Я исполнял древний танец пещерного человека, добывшего все же своего мастодонта. Я пел погребальную песню, провожая душу добычи в загробный мир, я просил не обижаться на меня, но и запомнить, что так будет со всеми, кто попробует превратиться из дичи в охотника.
Последнее впрыскивание – контрольное, оно решит все. Система «выключит» меня на то время, пока будет проходить проверка сыворотки. Последние анализы она может провести и без моего участия, а мне необходимо отдохнуть. Я сохранил все наработки, сделанные в процессе поиска решения, в памяти Системы и даже сделал копию – на всякий случай.
– Система? Ввести последнюю мутацию вируса. Через три часа – сыворотку номер четыреста восемьдесят девять. Остальное – по программе. Анализы каждые три часа. Если будут проблемы, то ввести сыворотку четыреста девяносто и опять по программе, но я думаю, этого не понадобится. Меня не будить, пока не проведешь все анализы и не будешь уверена, что все нормально. Начинаем.
Тихое шипение поршней, вливающих в мою вену вирус, стало последним звуком, который я услышал.

* * *
Результаты анализа: вирус Г447 в крови не обнаружен. Запуск программы очистки Системы. Отработано. Запуск программы пробуждения в капсуле 67. Введена сыворотка номер 489. Операционная и имплантат к возможной экстренной пересадке подготовлены.

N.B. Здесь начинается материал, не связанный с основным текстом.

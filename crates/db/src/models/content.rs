//! The invitation content document persisted in `content_json`.
//!
//! Every list is position-significant: its order is the display order.

use serde::{Deserialize, Serialize};

pub const DEFAULT_GALLERY_ASPECT: &str = "aspect-[2/3]";

#[derive(Debug, Clone, Copy, Serialize, Deserialize, Default, PartialEq, Eq)]
#[serde(rename_all = "snake_case")]
pub enum MediaType {
    Video,
    #[default]
    Image,
}

impl MediaType {
    pub fn parse(value: &str) -> Option<Self> {
        match value {
            "video" => Some(MediaType::Video),
            "image" => Some(MediaType::Image),
            _ => None,
        }
    }
}

#[derive(Debug, Clone, Serialize, Deserialize, Default, PartialEq, Eq)]
pub struct ImageItem {
    pub src: String,
    pub alt: String,
}

#[derive(Debug, Clone, Serialize, Deserialize, PartialEq, Eq)]
pub struct GalleryImageItem {
    pub src: String,
    pub alt: String,
    pub title: String,
    pub aspect: String,
}

impl Default for GalleryImageItem {
    fn default() -> Self {
        Self {
            src: String::new(),
            alt: String::new(),
            title: String::new(),
            aspect: DEFAULT_GALLERY_ASPECT.to_string(),
        }
    }
}

#[derive(Debug, Clone, Serialize, Deserialize, Default, PartialEq, Eq)]
pub struct MapLink {
    pub name: String,
    pub icon: String,
    pub url: String,
}

#[derive(Debug, Clone, Serialize, Deserialize, Default, PartialEq, Eq)]
pub struct DetailItem {
    pub title: String,
    pub description: String,
}

#[derive(Debug, Clone, Serialize, Deserialize, Default, PartialEq, Eq)]
pub struct AccountInfo {
    pub name: String,
    pub account: String,
    pub bank: String,
    pub holder: String,
}

#[derive(Debug, Clone, Serialize, Deserialize, Default, PartialEq, Eq)]
#[serde(rename_all = "camelCase")]
pub struct Couple {
    pub groom_name: String,
    pub bride_name: String,
    pub display_name: String,
}

#[derive(Debug, Clone, Serialize, Deserialize, Default, PartialEq, Eq)]
#[serde(rename_all = "camelCase")]
pub struct Wedding {
    pub date_label: String,
    pub header_label: String,
}

#[derive(Debug, Clone, Serialize, Deserialize, Default, PartialEq, Eq)]
#[serde(rename_all = "camelCase")]
pub struct HeroMedia {
    #[serde(rename = "type")]
    pub media_type: MediaType,
    pub mobile_src: String,
    pub desktop_src: String,
    pub poster: String,
}

#[derive(Debug, Clone, Serialize, Deserialize, Default, PartialEq, Eq)]
pub struct HeroSection {
    pub title: String,
    pub images: Vec<ImageItem>,
}

#[derive(Debug, Clone, Serialize, Deserialize, Default, PartialEq, Eq)]
pub struct IntroSection {
    pub title: String,
    pub description: String,
    pub image: ImageItem,
}

#[derive(Debug, Clone, Serialize, Deserialize, Default, PartialEq, Eq)]
#[serde(rename_all = "camelCase")]
pub struct GallerySection {
    pub title: String,
    pub more_label: String,
    pub images: Vec<GalleryImageItem>,
}

#[derive(Debug, Clone, Serialize, Deserialize, Default, PartialEq, Eq)]
#[serde(rename_all = "camelCase")]
pub struct CalendarSection {
    pub title: String,
    /// `YYYY-MM-DD`
    pub selected_date: String,
}

#[derive(Debug, Clone, Serialize, Deserialize, Default, PartialEq, Eq)]
#[serde(rename_all = "camelCase")]
pub struct DetailsSection {
    pub venue_name: String,
    pub venue_description: String,
    pub address: String,
    pub detail_address: String,
    pub station_description: String,
    pub map_links: Vec<MapLink>,
    pub items: Vec<DetailItem>,
}

#[derive(Debug, Clone, Serialize, Deserialize, Default, PartialEq, Eq)]
#[serde(rename_all = "camelCase")]
pub struct AccountSection {
    pub title: String,
    pub description_top: String,
    pub description_bottom: String,
    pub groom_title: String,
    pub bride_title: String,
    pub groom_accounts: Vec<AccountInfo>,
    pub bride_accounts: Vec<AccountInfo>,
}

#[derive(Debug, Clone, Serialize, Deserialize, Default, PartialEq, Eq)]
#[serde(rename_all = "camelCase")]
pub struct ShareMeta {
    pub kakao_title: String,
    pub kakao_description: String,
    pub og_image_url: String,
    pub kakao_image_url: String,
    pub image_url: String,
    pub button_title: String,
}

#[derive(Debug, Clone, Serialize, Deserialize, Default, PartialEq, Eq)]
#[serde(rename_all = "camelCase")]
pub struct Footer {
    pub tagline: String,
    pub name_line: String,
    pub date_line: String,
}

#[derive(Debug, Clone, Serialize, Deserialize, Default, PartialEq, Eq)]
#[serde(rename_all = "camelCase")]
pub struct ContentDocument {
    pub couple: Couple,
    pub wedding: Wedding,
    pub hero_media: HeroMedia,
    pub hero_section: HeroSection,
    pub intro_section: IntroSection,
    pub gallery_section: GallerySection,
    pub calendar_section: CalendarSection,
    pub details_section: DetailsSection,
    pub account_section: AccountSection,
    pub share: ShareMeta,
    pub footer: Footer,
}

impl ContentDocument {
    pub fn to_json(&self) -> serde_json::Result<serde_json::Value> {
        serde_json::to_value(self)
    }
}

Полное пробуждение ожидается через пятнадцать часов…

Я просыпался мучительно. Даже мягкий свет, рассеянный матовым пластиком светильников, казался слишком ярким и вызывал боль. Жутко тошнило, во рту пересохло, саднило горло от трубок системы анабиоза. Впрочем, тошнота и сухость – это нормально. После пересадки так и должно быть.
Кажется, сыворотка все же найдена. Система протестировала все и не нашла и следа вируса.
Это означает, что мой план сработал и я нашел решение. Теперь мне остается только проверить оставленные мной записи и запустить пробуждение экипажа, заготовив для тех, кому это необходимо, органы для пересадки.
Да, надо еще что-то решить с телом...
Ведь клонирование все еще запрещено.